In a typical combustor for a gas turbine, fuel is introduced by cross flow injection with respect to an input air stream. A relatively small reduction in the magnitude and/or severity of the issues associated with cross flow injection can be achieved by varying the angle of the fuel jet, and/or by using non-conventional designs for the fuel discharge holes. Nevertheless, a fuel jet in cross flow creates a recirculation zone or bubble located behind the fuel jet. The size of this recirculation bubble depends on many factors, including jet diameter and momentum ratio between the jet and mainstream flow. The recirculation bubble normally increases in size with the diameter and momentum of the fuel jet. When a fuel jet is introduced in cross flow, fuel may become entrained behind the fuel jet, leading to a flammable mixture in the recirculation zone or bubble behind the jet. Flame holding can occur in this region, leading to hardware damage. Also, a boundary layer disruption by the fuel jet can lead to flow separation on the nozzle center body, on the vane, and in the diffusers. A propensity to a fuel rich boundary layer, which leads to flame holding or flashback, also exists.
According to one aspect of the invention, an injector includes a surface and an injector hole formed in the surface. The injector also includes a groove formed in the surface, the groove surrounding the injector hole.
According to another aspect of the invention, a fuel injector includes a surface that bounds a flow path of a fluid, and a fuel injector hole formed in the surface. The fuel injector also includes a groove formed in the surface, the groove surrounding the fuel injector hole.
According to yet another aspect of the invention, a fuel injector includes a body having a surface, a fuel injector hole formed at least through a portion of a thickness of the body. The fuel injector also includes a groove formed in the surface, the groove surrounding the fuel injector hole.
These and other advantages and features will become more apparent from the following description taken in conjunction with the drawings.
The subject matter, which is regarded as the invention, is particularly pointed out and distinctly claimed in the claims at the conclusion of the specification. The foregoing and other features and advantages of the invention are apparent from the following detailed description taken in conjunction with the accompanying drawings in which:
The detailed description explains embodiments of the invention, together with advantages and features, by way of example with reference to the drawings.
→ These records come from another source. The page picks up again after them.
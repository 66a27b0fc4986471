//! Page template.
//!
//! Pages are plain HTML documents. The node id token sits in a comment at
//! the top; the other graph-dependent blocks are tokens in their final
//! position, replaced by the deferred pass.

use std::collections::BTreeMap;

use crate::deferred::{Placeholder, neutralize};
use crate::network::NetworkTree;
use crate::utils::html::{escape, escape_attr};
use crate::utils::path::slug::{SlugMode, slugify};

fn text(s: &str) -> String {
    neutralize(&escape(s)).into_owned()
}

/// Anchor of a tag on the tag index page.
pub fn tag_anchor(tag: &str) -> String {
    slugify(tag, SlugMode::Full)
}

fn layout(site_title: &str, title: &str, head: &str, body: &str) -> String {
    format!(
        "<!DOCTYPE html>\n{head}<html>\n<head>\n<meta charset=\"utf-8\">\n\
         <meta name=\"viewport\" content=\"width=device-width, initial-scale=1\">\n\
         <title>{} | {}</title>\n</head>\n<body>\n{body}</body>\n</html>\n",
        text(title),
        text(site_title),
    )
}

/// A note page with all deferred placeholders in place.
pub fn note_page(site_title: &str, title: &str, node_id: &str, content: &str) -> String {
    let head = format!("<!-- {} -->\n", Placeholder::NodeId(node_id.to_string()).encode());
    let body = format!(
        "<nav class=\"breadcrumbs\">{}</nav>\n\
         <main>\n<h1 class=\"title\">{}</h1>\n{content}</main>\n\
         <aside class=\"backlinks\">\n<h2>Links to this page</h2>\n{}\n</aside>\n\
         <footer>{}</footer>\n",
        Placeholder::Breadcrumbs.encode(),
        text(title),
        Placeholder::Backlinks.encode(),
        Placeholder::TagsFooter.encode(),
    );
    layout(site_title, title, &head, &body)
}

/// Every tag with the pages carrying it, sorted by tag.
pub fn tag_index_page(site_title: &str, network: &NetworkTree) -> String {
    let mut tags: BTreeMap<&str, Vec<(&str, &str)>> = BTreeMap::new();
    for node in network.nodes() {
        for tag in &node.tags {
            tags.entry(tag.as_str())
                .or_default()
                .push((node.url.as_str(), node.name.as_str()));
        }
    }

    let mut body = String::from("<main>\n<h1 class=\"title\">Tags</h1>\n");
    for (tag, pages) in tags {
        body.push_str(&format!(
            "<section id=\"{}\">\n<h2>#{}</h2>\n<ul>\n",
            escape_attr(&tag_anchor(tag)),
            text(tag)
        ));
        for (url, name) in pages {
            body.push_str(&format!(
                "<li><a href=\"{}\">{}</a></li>\n",
                escape_attr(url),
                text(name)
            ));
        }
        body.push_str("</ul>\n</section>\n");
    }
    body.push_str("</main>\n");

    layout(site_title, "Tags", "", &body)
}

#[cfg(test)]
mod tests {
    use super::*;
    use crate::deferred::{find_node_id, tokens};
    use crate::network::GraphNode;

    #[test]
    fn test_note_page_carries_every_placeholder() {
        let html = note_page("Vault", "A <b>", "a/b", "<p>x</p>\n");
        assert_eq!(find_node_id(&html).as_deref(), Some("a/b"));
        assert_eq!(tokens(&html).len(), 4);
        assert!(html.contains("<title>A &lt;b&gt; | Vault</title>"));
        assert!(html.contains("<p>x</p>"));
    }

    #[test]
    fn test_user_title_cannot_inject_tokens() {
        let html = note_page("Vault", "{_core_backlinks_pattern_}", "n", "");
        assert_eq!(tokens(&html).len(), 4);
    }

    #[test]
    fn test_node_id_stays_inside_its_comment() {
        let html = note_page("Vault", "T", "odd --> id", "");
        let head = html.split("<html>").next().unwrap_or_default();
        assert_eq!(head.matches("-->").count(), 1, "{head}");
        assert!(head.trim_end().ends_with("} -->"));
        assert_eq!(find_node_id(&html).as_deref(), Some("odd --> id"));
    }

    #[test]
    fn test_tag_index_groups_pages() {
        let mut network = NetworkTree::new();
        network.add_node(GraphNode::new("a", "A", "/a.html", "a.md", vec!["x".into(), "Project/One".into()]));
        network.add_node(GraphNode::new("b", "B", "/b.html", "b.md", vec!["x".into()]));

        let html = tag_index_page("Vault", &network);
        assert!(html.contains("<section id=\"project-one\">"));
        let x = html.find("<section id=\"x\">").unwrap();
        let section = &html[x..];
        assert!(section.contains("<a href=\"/a.html\">A</a>"));
        assert!(section.contains("<a href=\"/b.html\">B</a>"));
        assert!(find_node_id(&html).is_none());
    }
}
Various embodiments of the present invention control the development of a fuel jet in cross flow with an input air stream and can be applied in many types of fuel nozzles, regardless of the location of the fuel injection holes described hereinafter. In
The swozzle assembly 100 includes an inner center body or hub 104 and an outer shroud 108, with the hub 104 and shroud 108 connected by a series of airfoil shaped turning vanes or airfoils 112, which impart swirl to the combustion air passing through the swozzle assembly 100. Each turning vane 112 contains both a primary fuel supply passage as is known in the art and a secondary fuel supply passage, both passages typically formed through the core of the airfoil or vane 112. The fuel passages distribute fuel to a series of primary gas fuel injection holes 116 and a series of secondary gas fuel injection holes 120, which penetrate the wall of the airfoil or vane 112 and provide fuel outward in cross flow with the downward flowing combustion air. These fuel injection holes 116, 120 may be located on the pressure side, the suction side, or both sides of the turning vanes 112. Fuel enters the swozzle assembly 100 through inlet ports and annular passages as is known in the art, which feed the primary and secondary turning vane passages 116, 120, respectively. The fuel begins mixing with combustion air in the swozzle assembly 100, and fuel/air mixing is completed in the annular passage (not shown), which is formed by a swozzle hub extension and a swozzle shroud extension as is known in the art. After exiting the annular passage, the fuel/air mixture enters the combustor reaction zone where combustion takes place.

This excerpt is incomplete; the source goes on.